You’d usually scale out to multiple workers (i.e. instances of your app running multiple servers) to increase your throughput, parallel processing and/or to increase availability of your application. Vertical scaling is usually beneficial when you need more worker resources per worker – for instance, you might want to process a CPU-intensive workload faster, and 2-4x the CPU resources would help you do that. Vertical scaling is described in more detail in this blog post which also provides common use cases for choosing this over (or in combination with) horizontal scaling.

Having read this explanation and the recommended blog post, and using my own SaaS projects as an example, I have surmised the following:

  • TuitionKit has a mundane computational complexity (mostly regular CRUD operations) but has a large user volume. An ongoing increase in user sign-ups will require more worker processes (horizontal scaling) to cope with the increase in page requests.

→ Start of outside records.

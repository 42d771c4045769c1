//! ADSR (Attack, Decay, Sustain, Release) envelope generator
//!
//! Provides sample-accurate amplitude envelopes with exponential curves.
//! The peak of the attack is the triggering note's velocity, so a soft press
//! blooms to a soft level and a hard press to a loud one; decay settles at
//! `velocity * sustain_level`.
//!
//! # Example
//! ```ignore
//! let mut env = AdsrEnvelope::new(AdsrParams::default(), 44100.0);
//! env.trigger(0.8); // Start attack toward level 0.8
//!
//! // In audio callback:
//! let amplitude = env.next_sample();
//!
//! // When note should stop:
//! env.release(); // Ramp to silence from the current level
//! ```

use etude_core::types::AdsrParams;

/// ADSR envelope stages
#[derive(Debug, Clone, Copy, PartialEq, Eq)]
pub enum EnvelopeStage {
    /// Not active, output is 0
    Idle,
    /// Rising from near-zero to the velocity peak
    Attack,
    /// Falling from the peak to the sustain level
    Decay,
    /// Holding at `peak * sustain_level` while the note is held
    Sustain,
    /// Falling from the current level to 0 after note-off
    Release,
}

/// Per-sample ADSR envelope generator
///
/// Uses exponential curves for natural-sounding amplitude changes; all stage
/// coefficients are precomputed, so `next_sample` is branch-plus-multiply and
/// triggering allocates nothing.
pub struct AdsrEnvelope {
    params: AdsrParams,
    stage: EnvelopeStage,
    level: f32,
    /// Attack target, set from the note's velocity at trigger time
    peak: f32,
    sample_rate: f32,

    attack_coeff: f32,
    decay_coeff: f32,
    release_coeff: f32,
}

impl AdsrEnvelope {
    pub fn new(params: AdsrParams, sample_rate: f32) -> Self {
        let mut env = Self {
            params,
            stage: EnvelopeStage::Idle,
            level: 0.0,
            peak: 0.0,
            sample_rate,
            attack_coeff: 0.0,
            decay_coeff: 0.0,
            release_coeff: 0.0,
        };
        env.recalculate_coefficients();
        env
    }

    /// Recalculate exponential coefficients from the ms-domain parameters
    fn recalculate_coefficients(&mut self) {
        // Exponential envelope formula: level = level + (target - level) * coeff
        // To reach ~99.9% of target in `time_ms`:
        // coeff = 1 - exp(-6.9 / (time_s * sample_rate)), since exp(-6.9) ~ 0.001
        let time_constant = 6.9;
        let sample_rate = self.sample_rate;
        let coeff = |time_ms: f32| -> f32 {
            if time_ms > 0.0 {
                1.0 - (-time_constant / (time_ms / 1000.0 * sample_rate)).exp()
            } else {
                1.0 // Instant
            }
        };
        self.attack_coeff = coeff(self.params.attack_ms);
        self.decay_coeff = coeff(self.params.decay_ms);
        self.release_coeff = coeff(self.params.release_ms);
    }

    /// Start the attack toward the given velocity peak (0.0-1.0)
    ///
    /// The level is not reset, so retriggering mid-release continues smoothly
    /// from wherever the tail is.
    pub fn trigger(&mut self, velocity: f32) {
        self.peak = velocity.clamp(0.0, 1.0);
        self.stage = EnvelopeStage::Attack;
    }

    /// Begin the release phase from the current level
    ///
    /// Whatever stage the envelope is in, the ramp continues from `level`,
    /// which is what prevents an audible click on early release.
    pub fn release(&mut self) {
        if self.stage != EnvelopeStage::Idle {
            self.stage = EnvelopeStage::Release;
        }
    }

    /// Immediate stop with no release tail (hard retrigger and eviction)
    pub fn force_stop(&mut self) {
        self.stage = EnvelopeStage::Idle;
        self.level = 0.0;
    }

    pub fn stage(&self) -> EnvelopeStage {
        self.stage
    }

    pub fn level(&self) -> f32 {
        self.level
    }

    /// Check if envelope has finished (released and faded out)
    pub fn is_finished(&self) -> bool {
        self.stage == EnvelopeStage::Idle
            || (self.stage == EnvelopeStage::Release && self.level < 0.0001)
    }

    pub fn is_active(&self) -> bool {
        !self.is_finished()
    }

    /// Generate the next amplitude sample (0.0-1.0)
    pub fn next_sample(&mut self) -> f32 {
        match self.stage {
            EnvelopeStage::Idle => {
                self.level = 0.0;
            }

            EnvelopeStage::Attack => {
                self.level += (self.peak - self.level) * self.attack_coeff;
                if self.level >= self.peak * 0.999 {
                    self.level = self.peak;
                    self.stage = EnvelopeStage::Decay;
                }
            }

            EnvelopeStage::Decay => {
                let target = self.peak * self.params.sustain_level;
                self.level += (target - self.level) * self.decay_coeff;
                if (self.level - target).abs() < 0.001 {
                    self.level = target;
                    self.stage = EnvelopeStage::Sustain;
                }
            }

            EnvelopeStage::Sustain => {
                self.level = self.peak * self.params.sustain_level;
            }

            EnvelopeStage::Release => {
                self.level += (0.0 - self.level) * self.release_coeff;
                if self.level < 0.0001 {
                    self.level = 0.0;
                    self.stage = EnvelopeStage::Idle;
                }
            }
        }

        self.level
    }
}

#[cfg(test)]
mod tests {
    use super::*;

    const SAMPLE_RATE: f32 = 44100.0;

    fn envelope() -> AdsrEnvelope {
        AdsrEnvelope::new(AdsrParams::default(), SAMPLE_RATE)
    }

    #[test]
    fn test_envelope_idle_start() {
        let env = envelope();
        assert_eq!(env.stage(), EnvelopeStage::Idle);
        assert_eq!(env.level(), 0.0);
    }

    #[test]
    fn test_envelope_trigger_starts_attack() {
        let mut env = envelope();
        env.trigger(1.0);
        assert_eq!(env.stage(), EnvelopeStage::Attack);
    }

    #[test]
    fn test_envelope_attack_rises() {
        let mut env = envelope();
        env.trigger(1.0);

        let initial = env.level();
        for _ in 0..100 {
            env.next_sample();
        }
        assert!(env.level() > initial, "Level should rise during attack");
    }

    #[test]
    fn test_peak_tracks_velocity() {
        let mut env = envelope();
        env.trigger(0.5);

        // 10ms attack at 44100Hz = 441 samples; run well past it
        let mut max = 0.0f32;
        for _ in 0..4000 {
            max = max.max(env.next_sample());
        }
        assert!(max <= 0.5 + 1e-6, "Peak {} exceeded velocity", max);
        assert!(max > 0.45, "Peak {} never approached velocity", max);
    }

    #[test]
    fn test_envelope_sustain_level() {
        let params = AdsrParams::new(1.0, 10.0, 0.6, 100.0);
        let mut env = AdsrEnvelope::new(params, SAMPLE_RATE);
        env.trigger(1.0);

        for _ in 0..5000 {
            env.next_sample();
        }
        assert_eq!(env.stage(), EnvelopeStage::Sustain);
        assert!((env.level() - 0.6).abs() < 0.01);
    }

    #[test]
    fn test_sustain_scales_with_velocity() {
        let params = AdsrParams::new(1.0, 10.0, 0.5, 100.0);
        let mut env = AdsrEnvelope::new(params, SAMPLE_RATE);
        env.trigger(0.8);

        for _ in 0..5000 {
            env.next_sample();
        }
        assert!((env.level() - 0.4).abs() < 0.01);
    }

    #[test]
    fn test_envelope_release_continues_from_current_level() {
        // Note-off during a slow attack must not jump
        let params = AdsrParams::new(100.0, 100.0, 0.7, 100.0);
        let mut env = AdsrEnvelope::new(params, SAMPLE_RATE);
        env.trigger(1.0);

        for _ in 0..10 {
            env.next_sample();
        }
        let level_before_release = env.level();
        env.release();

        assert_eq!(env.stage(), EnvelopeStage::Release);
        assert!((env.level() - level_before_release).abs() < 0.01);
    }

    #[test]
    fn test_envelope_finishes() {
        let params = AdsrParams::new(1.0, 10.0, 0.5, 10.0);
        let mut env = AdsrEnvelope::new(params, SAMPLE_RATE);
        env.trigger(1.0);

        for _ in 0..2000 {
            env.next_sample();
        }
        env.release();
        for _ in 0..5000 {
            env.next_sample();
        }
        assert!(env.is_finished(), "Envelope should be finished");
    }

    #[test]
    fn test_force_stop_silences_immediately() {
        let mut env = envelope();
        env.trigger(1.0);
        for _ in 0..1000 {
            env.next_sample();
        }
        env.force_stop();
        assert_eq!(env.stage(), EnvelopeStage::Idle);
        assert_eq!(env.next_sample(), 0.0);
    }

    #[test]
    fn test_output_range() {
        let mut env = envelope();
        env.trigger(1.0);
        for _ in 0..10000 {
            let sample = env.next_sample();
            assert!(
                (0.0..=1.0).contains(&sample),
                "Sample {} out of range",
                sample
            );
        }
        env.release();
        for _ in 0..10000 {
            let sample = env.next_sample();
            assert!(
                (0.0..=1.0).contains(&sample),
                "Sample {} out of range",
                sample
            );
        }
    }
}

As the system doesn’t do anything overly complex over and above serving pages and querying databases the horizontal scaling should cover most growth scenarios.
  • RopeWeaver involves serious number crunching for each company customer at a set number of times per day. The periodic nature of the computationally-heavy calculations means that they are done on a background worker process, removing the burden from the main web server thread, which does make it easier to manage the scaling. Ultimately most of the work is to be migrated to the database tier and done in T-SQL stored procedures, which will remove the burden from the web server entirely. Whilst it is obvious that careful management of vertical scaling is required, as a decision support system intended for use in factories and warehouses (where most users tend to be logged in for extended periods of time, e.g. an 8 hour shift) I fear a horizontal scaling aspect will also come into play. RopeWeaver poses a tricky server resource conundrum which I’ll have to experiment with further before I can come to any proper conclusions.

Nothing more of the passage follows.